The UN delegation visited a military and civilian prison in Shiraz, "Iran News" reported on 25 February, citing "Afarinesh." Afterward, the visitors declined to speak with reporters and noted that Persian-speaking interpreters were accompanying them.

The government limited the UN delegation's access to the Iranian public. The Tehran Governorate-General's director-general for political-security affairs, Ali Talai, said on 22 February that police arrested about 12 people who had congregated outside the Laleh Hotel, where the UN delegation was staying, ISNA reported. Talai said that 200-300 people had gathered in front of the hotel and that "some of them had come at the invitation of foreign Persian-language TV stations." The police arrested those who refused to disperse, he said. AFP reported on 22 February that the crowd (which it estimated at 70-80 people) was demanding freedom for political prisoners and that police used tear gas against the protesters before arresting some of them.

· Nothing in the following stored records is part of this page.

//! Constraint checking shared by the engines.

use glaze_core::schema::EntitySchema;
use glaze_core::{EngineError, Error, RecordId, Result, Value};
use hashbrown::HashMap;

/// Validates record values against their entity schema.
pub struct ConstraintChecker;

impl ConstraintChecker {
    /// Checks field types and required fields for one record.
    pub fn check_record(schema: &EntitySchema, values: &[Value]) -> Result<()> {
        if values.len() != schema.fields().len() {
            return Err(Error::mapping(
                schema.name(),
                "*",
                format!(
                    "expected {} values, found {}",
                    schema.fields().len(),
                    values.len()
                ),
            ));
        }
        for (field, value) in schema.fields().iter().zip(values) {
            if !value.fits(field.data_type()) {
                // `fits` only rejects non-null values.
                let got = value.data_type().unwrap_or(field.data_type());
                return Err(Error::type_mismatch(field.name(), field.data_type(), got));
            }
            Self::check_not_null(schema, field.name(), field.is_optional(), value)?;
            Self::check_finite(schema, field.name(), value)?;
        }
        Ok(())
    }

    /// Rejects NaN and infinities, which neither persisted form can hold.
    pub fn check_finite(schema: &EntitySchema, field: &str, value: &Value) -> Result<()> {
        match value {
            Value::Float64(f) if !f.is_finite() => Err(EngineError::constraint(
                schema.name(),
                field,
                format!("{} is not a finite number", f),
            )
            .into()),
            _ => Ok(()),
        }
    }

    /// Checks the not-null constraint for one field.
    pub fn check_not_null(
        schema: &EntitySchema,
        field: &str,
        optional: bool,
        value: &Value,
    ) -> Result<()> {
        if !optional && value.is_null() {
            return Err(EngineError::constraint(schema.name(), field, "value is required").into());
        }
        Ok(())
    }

    /// Checks unique fields across a set of records.
    ///
    /// Null values never collide.
    pub fn check_unique<'a, I>(schema: &EntitySchema, rows: I) -> Result<()>
    where
        I: IntoIterator<Item = (RecordId, &'a [Value])> + Clone,
    {
        for (index, field) in schema.fields().iter().enumerate() {
            if !field.is_unique() {
                continue;
            }
            let mut seen: HashMap<&Value, RecordId> = HashMap::new();
            for (id, values) in rows.clone() {
                let Some(value) = values.get(index) else {
                    continue;
                };
                if value.is_null() {
                    continue;
                }
                if let Some(other) = seen.insert(value, id) {
                    return Err(EngineError::constraint(
                        schema.name(),
                        field.name(),
                        format!(
                            "duplicate value {:?} in records {} and {}",
                            value, other, id
                        ),
                    )
                    .into());
                }
            }
        }
        Ok(())
    }
}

At a 26 February press conference, Joinet said that his team received "unprecedented cooperation" from the authorities, "The New York Times" reported the next day. Joinet said that his team selected the prisoners it interviewed and chose the locations it inspected and that it was able to conduct its interviews without the presence of government minders and away from cameras.

The inspectors were critical of the extensive use of solitary confinement, which in Evin's Block 209 takes place on "a large scale and for long periods," Reuters reported on 26 February. Joinet said that his team had never seen solitary confinement on such a scale. Other areas of concern are detention of defense attorneys, undermotivated state-appointed defense attorneys, and sentences disproportionate to the crime. This disproportion indicates "a repressive interpretation of the law" and discourages lawyers from getting involved with cases, Joinet said, according to dpa. Bail is usually out of proportion with alleged offenders' income level, he added.

Shortly before the UN team visited Iran, there were several developments in the penal system. Two prisoners died, and 10 others were injured during a 12-hour riot at the main prison in Isfahan, IRNA reported on 15 February, citing "Kayhan." The rioters were demanding that individuals arrested for drug offenses be released from solitary confinement.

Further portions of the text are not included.